Justin and Diane Fourton at Pecan Lodge, in Dallas, are charging more than $30 for one Flintstone-size order of beef ribs, and customers are clamoring to strip them to the bone. Many of the new spots are housed in food trucks or trailers, such as La Barbecue, in Austin, famous for its El Sancho Loco sandwich, piled high with chopped beef, pulled pork, and house-made beef sausage called Texas hotguts. The CorkScrew BBQ trailer in Houston sells 600 pounds of ’cue a day—including bark-encrusted, red-oak-smoked brisket, and wonderfully porky spareribs.
What all these places have in common, besides juicier, fattier meat, are long lines of ’cue hounds snaking outside the front door hours before opening time.
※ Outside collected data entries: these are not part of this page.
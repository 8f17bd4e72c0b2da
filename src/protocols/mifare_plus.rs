//! MIFARE Plus: AES-keyed variant of the Classic sector layout (spec §2
//! item 7). No dedicated Plus source file was retrieved; this follows
//! spec.md directly, reusing `mifare_classic`'s sector/trailer layout and
//! the `mifare_desfire::AuthVariant::Aes` challenge/response shape for the
//! AES authenticate-first-message exchange (MIFARE Plus layers AES auth on
//! top of the same 4/16-block sector geometry as Classic).

pub use crate::protocols::mifare_classic::{first_block_of_sector, is_trailer_block};
use crate::protocols::mifare_desfire::AuthChallenge;

/// MIFARE Plus security level: level 0 behaves like plain Classic (no AES),
/// level 1 adds AES authentication for the first read, level 3 runs AES
/// throughout (native AES mode).
#[derive(Debug, Clone, Copy, PartialEq, Eq)]
pub enum SecurityLevel {
    Level0,
    Level1,
    Level3,
}

/// An AES key slot: 16 bytes, indexed like a Classic sector key but keyed
/// per security-level semantics rather than A/B.
#[derive(Debug, Clone, Copy, PartialEq, Eq)]
pub struct AesKeySlot {
    pub sector: u8,
    pub key: [u8; 16],
}

/// The AES authenticate-first-message exchange reuses the DESFire
/// challenge/response shape (same 16-byte AES block, same rotate-and-reply
/// contract) since both are NXP's shared AES-auth protocol.
pub fn aes_challenge<'a>(decrypt: &'a dyn Fn(&[u8]) -> Vec<u8>, encrypt: &'a dyn Fn(&[u8]) -> Vec<u8>) -> AuthChallenge<'a> {
    AuthChallenge {
        variant: crate::protocols::mifare_desfire::AuthVariant::Aes,
        decrypt,
        encrypt,
    }
}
Most start serving about 11 a.m. and close when they sell out—so every bit of meat is sliced as it’s ordered, fresh out of the smoker.
Here’s a primer on the new Texas ’cue: For decades, local pit masters cooked brisket with the fat cap attached and then cut off the fat and threw it away as they sliced. But nowadays barbecue masters are trimming the fat cap before cooking and rubbing it with spices to create that telltale “bark.”
At Killen’s, the dry rub is made with salt and three grinds of black pepper (fine, medium, and half-cracked) and applied to the outside of a USDA prime brisket. The resulting black crust gives each beefy bite a peppery flavor and crunchy texture.
Remember, there are two sections of a brisket: the flat and the point. The flat yields the beautiful slices of lean meat most often associated with barbecued brisket. The meat from the point, known as the fatty end, is messier-looking but juicier. Old-style Texas barbecue eateries cut up this stuff to make chopped-beef sandwiches, but not the new school. It’s the fatty-end brisket that discerning barbecue aficionados desire most.
Who’s willing to wait in line for hours for a plate of extra-lardy smoked meat? The same obsessive young carnivores who made porcine-powered chashu ramen, and all manner of unctuous pork-belly dishes, wildly popular nationwide. According to the increasingly prevalent “fat means flavor” philosophy, fatty barbecue tastes better, too.
This newfangled ’cue hasn’t quite caught fire yet in small-town Texas, but it’s already spreading to food-crazy urban centers, from Brooklyn to Seattle. Be sure to get in line early.